I don’t have much guidance for making the rock hides; it took me hours of rearranging and pondering, and I bought a few extra rocks that were flatter in shape. My only concern about this was, in an emergency, how would I get him out of a hide? But the rocks are not glued to the floor of the cage, so I could technically life the entire rock hide if the house was burning down or something; it is just pretty heavy.
One hide was constructed above most of a heat mat (the heat mat I have is honestly pretty small, and takes up about 1/4 of the cage or less). The hide only has a thin layer of soil between it and the glass/the heat mat underneath. In both hides, I put a thin layer of (completely dry! Don’t dampen) sphagnum moss. Also, I did pack some sphagnum moss into any gaps in the rock hides that I thought my snake might get stuck in and hurt himself. This was a messy process where I dipped the sphagnum in the epoxy and packed it into the gaps, but it has worked out well.

(before epoxy and rock layering)

(sorry if this one shows up sideways; I can't fix it lol)

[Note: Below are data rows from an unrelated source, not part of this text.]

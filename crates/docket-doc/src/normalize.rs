//! # Normalizer Dispatch
//!
//! Walks a document's substructures and, for each one, runs the type's own
//! clean-up followed by every applicable hook (regime first, then addons in
//! document order).
//!
//! The walk order is fixed: the invoice, its preceding references, the
//! parties (tax identity, addresses, telephones, registration, then the
//! party itself), lines (item, combos, then the line), charges (combos,
//! then the charge) and payment details.
//!
//! Every step is idempotent, so normalizing twice yields the same value.

use crate::bill::{Charge, Invoice, Line, PaymentDetails};
use crate::hooks::Node;
use crate::org::Party;
use crate::registry::RuleContext;
use crate::tax::Combo;

/// Offer one node to every hook in order.
fn dispatch(ctx: &RuleContext<'_>, mut node: Node<'_>) {
    for hooks in ctx.hooks() {
        hooks.normalize(node.reborrow());
    }
}

/// Normalize an invoice and everything in it.
pub fn normalize_invoice(inv: &mut Invoice, ctx: &RuleContext<'_>) {
    inv.normalize();
    dispatch(ctx, Node::Invoice(inv));

    for pre in &mut inv.preceding {
        pre.normalize();
        dispatch(ctx, Node::Preceding(pre));
    }
    if let Some(p) = &mut inv.supplier {
        normalize_party(p, ctx);
    }
    if let Some(p) = &mut inv.customer {
        normalize_party(p, ctx);
    }
    for line in &mut inv.lines {
        normalize_line(line, ctx);
    }
    for charge in &mut inv.charges {
        normalize_charge(charge, ctx);
    }
    if let Some(pay) = &mut inv.payment {
        normalize_payment(pay, ctx);
    }
}

/// Normalize a party and its contact details.
pub fn normalize_party(p: &mut Party, ctx: &RuleContext<'_>) {
    p.normalize();
    if let Some(tid) = &mut p.tax_id {
        tid.normalize();
        dispatch(ctx, Node::TaxIdentity(tid));
    }
    for id in &mut p.identities {
        id.ext.normalize();
    }
    for a in &mut p.addresses {
        a.normalize();
        dispatch(ctx, Node::Address(a));
    }
    for t in &mut p.telephones {
        t.normalize();
        dispatch(ctx, Node::Telephone(t));
    }
    if let Some(r) = &mut p.registration {
        r.normalize();
        dispatch(ctx, Node::Registration(r));
    }
    dispatch(ctx, Node::Party(p));
}

fn normalize_line(line: &mut Line, ctx: &RuleContext<'_>) {
    line.normalize();
    if let Some(item) = &mut line.item {
        item.normalize();
        dispatch(ctx, Node::Item(item));
    }
    normalize_combos(&mut line.taxes, ctx);
    dispatch(ctx, Node::Line(line));
}

fn normalize_charge(charge: &mut Charge, ctx: &RuleContext<'_>) {
    charge.normalize();
    normalize_combos(&mut charge.taxes, ctx);
    dispatch(ctx, Node::Charge(charge));
}

fn normalize_combos(combos: &mut [Combo], ctx: &RuleContext<'_>) {
    for c in combos {
        c.normalize();
        dispatch(ctx, Node::Combo(c));
    }
}

fn normalize_payment(pay: &mut PaymentDetails, ctx: &RuleContext<'_>) {
    if let Some(ins) = &mut pay.instructions {
        ins.normalize();
        dispatch(ctx, Node::PayInstructions(ins));
    }
    for adv in &mut pay.advances {
        adv.normalize();
        dispatch(ctx, Node::PayAdvance(adv));
    }
}
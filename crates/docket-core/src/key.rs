//! # Keys and Codes
//!
//! Two string newtypes used across the rule definitions and documents.
//!
//! - [`Key`]: a lowercase slug (`credit-note`, `it-sdi-retained`,
//!   `reverse-charge`). Letters, digits, `-` and `+`; must start and end
//!   with an alphanumeric.
//! - [`Code`]: an externally defined identifier (`IRPEF`, `001`, `TD01`).
//!   Alphanumeric runs separated by at most one of `.`, `-`, `/`, ` `, `_`.
//!
//! Deserialization accepts any string; shape checks are reported by the
//! validator so the failure lands on a field path.

use serde::{Deserialize, Serialize};

/// A lowercase slug identifying a concept.
#[derive(Debug, Clone, Default, PartialEq, Eq, PartialOrd, Ord, Hash, Serialize, Deserialize)]
#[serde(transparent)]
pub struct Key(String);

impl Key {
    /// Wrap a string without checking its shape.
    pub fn new(s: impl Into<String>) -> Self {
        Self(s.into())
    }

    /// The key text.
    pub fn as_str(&self) -> &str {
        &self.0
    }

    /// True for the empty key.
    pub fn is_empty(&self) -> bool {
        self.0.is_empty()
    }

    /// True if the key is a well-formed slug.
    pub fn is_valid(&self) -> bool {
        let b = self.0.as_bytes();
        let edge = |c: &u8| c.is_ascii_lowercase() || c.is_ascii_digit();
        match b {
            [] => false,
            [c] => c.is_ascii_lowercase(),
            [first, middle @ .., last] => {
                edge(first)
                    && edge(last)
                    && middle
                        .iter()
                        .all(|c| edge(c) || *c == b'-' || *c == b'+')
            }
        }
    }

    /// True if this key equals any of `others`.
    pub fn is_in(&self, others: &[Key]) -> bool {
        others.iter().any(|k| k == self)
    }
}

impl std::fmt::Display for Key {
    fn fmt(&self, f: &mut std::fmt::Formatter<'_>) -> std::fmt::Result {
        f.write_str(&self.0)
    }
}

impl From<&str> for Key {
    fn from(s: &str) -> Self {
        Self(s.to_string())
    }
}

impl From<String> for Key {
    fn from(s: String) -> Self {
        Self(s)
    }
}

impl PartialEq<str> for Key {
    fn eq(&self, other: &str) -> bool {
        self.0 == other
    }
}

impl PartialEq<&str> for Key {
    fn eq(&self, other: &&str) -> bool {
        self.0 == *other
    }
}

impl std::borrow::Borrow<str> for Key {
    fn borrow(&self) -> &str {
        &self.0
    }
}

/// An externally defined code.
#[derive(Debug, Clone, Default, PartialEq, Eq, PartialOrd, Ord, Hash, Serialize, Deserialize)]
#[serde(transparent)]
pub struct Code(String);

impl Code {
    /// Wrap a string without checking its shape.
    pub fn new(s: impl Into<String>) -> Self {
        Self(s.into())
    }

    /// The code text.
    pub fn as_str(&self) -> &str {
        &self.0
    }

    /// True for the empty code.
    pub fn is_empty(&self) -> bool {
        self.0.is_empty()
    }

    /// Clean free text into a code: trim, drop characters that are neither
    /// alphanumeric nor separators, and collapse separator runs to the
    /// first separator.
    pub fn normalize(s: &str) -> Self {
        let mut out = String::with_capacity(s.len());
        let mut after_sep = false;
        for c in s.trim().chars() {
            if c.is_ascii_alphanumeric() {
                out.push(c);
                after_sep = false;
            } else if matches!(c, '.' | '-' | '/' | ' ' | '_') && !after_sep {
                out.push(c);
                after_sep = true;
            }
        }
        Self(out)
    }

    /// Upper-case alphanumeric form: every other character removed.
    pub fn normalize_alphanumeric(s: &str) -> Self {
        Self(
            s.chars()
                .filter(char::is_ascii_alphanumeric)
                .map(|c| c.to_ascii_uppercase())
                .collect(),
        )
    }

    /// True if the code is alphanumeric runs joined by single separators.
    pub fn is_valid(&self) -> bool {
        let b = self.0.as_bytes();
        if b.is_empty() {
            return false;
        }
        let sep = |c: u8| matches!(c, b'.' | b'-' | b'/' | b' ' | b'_');
        let mut prev_sep = true;
        for &c in b {
            if sep(c) {
                if prev_sep {
                    return false;
                }
                prev_sep = true;
            } else if c.is_ascii_alphanumeric() {
                prev_sep = false;
            } else {
                return false;
            }
        }
        !prev_sep
    }
}

impl std::fmt::Display for Code {
    fn fmt(&self, f: &mut std::fmt::Formatter<'_>) -> std::fmt::Result {
        f.write_str(&self.0)
    }
}

impl From<&str> for Code {
    fn from(s: &str) -> Self {
        Self(s.to_string())
    }
}

impl From<String> for Code {
    fn from(s: String) -> Self {
        Self(s)
    }
}

impl PartialEq<&str> for Code {
    fn eq(&self, other: &&str) -> bool {
        self.0 == *other
    }
}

(Chico in the non-heated hide)

(heated side overall view)

(non-heated side overall view)
Water:
There is a space in the back right corner for a water dish. I tried to position it so beetles couldn’t fall in; in addition, I put a rock in it so they wouldn’t drown and could climb out if they fell in. I haven’t seen one fall in yet (if they get wet, you can typically tell because some of their powdery coating is missing), but I will leave it like this permanently.
Transitioning into the enclosure:
I moved my Trans-Pecos ratsnake, Chico, into this enclosure in January. I did this gradually, by allowing him a few hours at a time to play in the enclosure while out for his regular explore time. I put one of his hides in there on top of the rocks. After about a week of explore time, where I let him stay in there for longer intervals of time, I let him stay overnight in the enclosure. Then, after a couple more days of explore time, I left him in there (still with his prior hide in case he wanted to use it). After about a week, I took out his old hide.

(I love his face)
Poo:
It dries out so fast in this enclosure. I remove it but if there are little bits of urates etc left over, I mix them in to the soil. I think the beetles do eat the urates? I haven’t seen whether they eat the poop yet, but I would think it would be much too slowly for me to want to leave it in there. This isn’t completely self-cleaning (and no bioactive enclosure is) and wasn’t intended to be.
Soil maintenance:
Several months apart, I think a small amount of my soil mix will need to be added. I judge this by the level of the ollas I can see above the soil, which tends to settle a bit over time. The blue death-feigning beetle larvae and the ollas themselves help prevent compression of the soil (watering top-down will flatten the soil faster, I think, and also I didn’t want surface soil moisture for this species). I plan to fertilize with kelp meal every 3-6 months or so? Bury this under the soil near plants.
Light:
I replaced the fluorescent tube light at the beginning of the year; the prior one had been in use for a little over a year. It hadn’t burnt out yet, but you are supposed to replace them and I thought it was no longer giving off the full daylight spectrum for my plants.
Plants:
The brittlebush (the largest plant previously) is living in a pot on my porch now. The other plants, which were seedings, were moved to more the middle of the setup. When transplanting, it is important to “mud in” the plants: make a hole for the plant; fill the hole with water; put the plant in the hole; put soil around the plant. They will look upset and take more water for about a week (if they look sad, water). I recommend understanding plants if you’re going to do this lol, or try to make sure you don’t need to move them. Normally, you shouldn’t need to move any of the plants unless you have to rearrange something in the enclosure, like I did.
Watering, I only do when a plant looks sad. If I see a SMALL amount of droop in the leaves, I will fill all of the ollas with water (this seems to be less than once per week but I’m honestly not keeping track). I emphasize “small” amount of droop because you don’t want the plants to look like they’re dead before you water.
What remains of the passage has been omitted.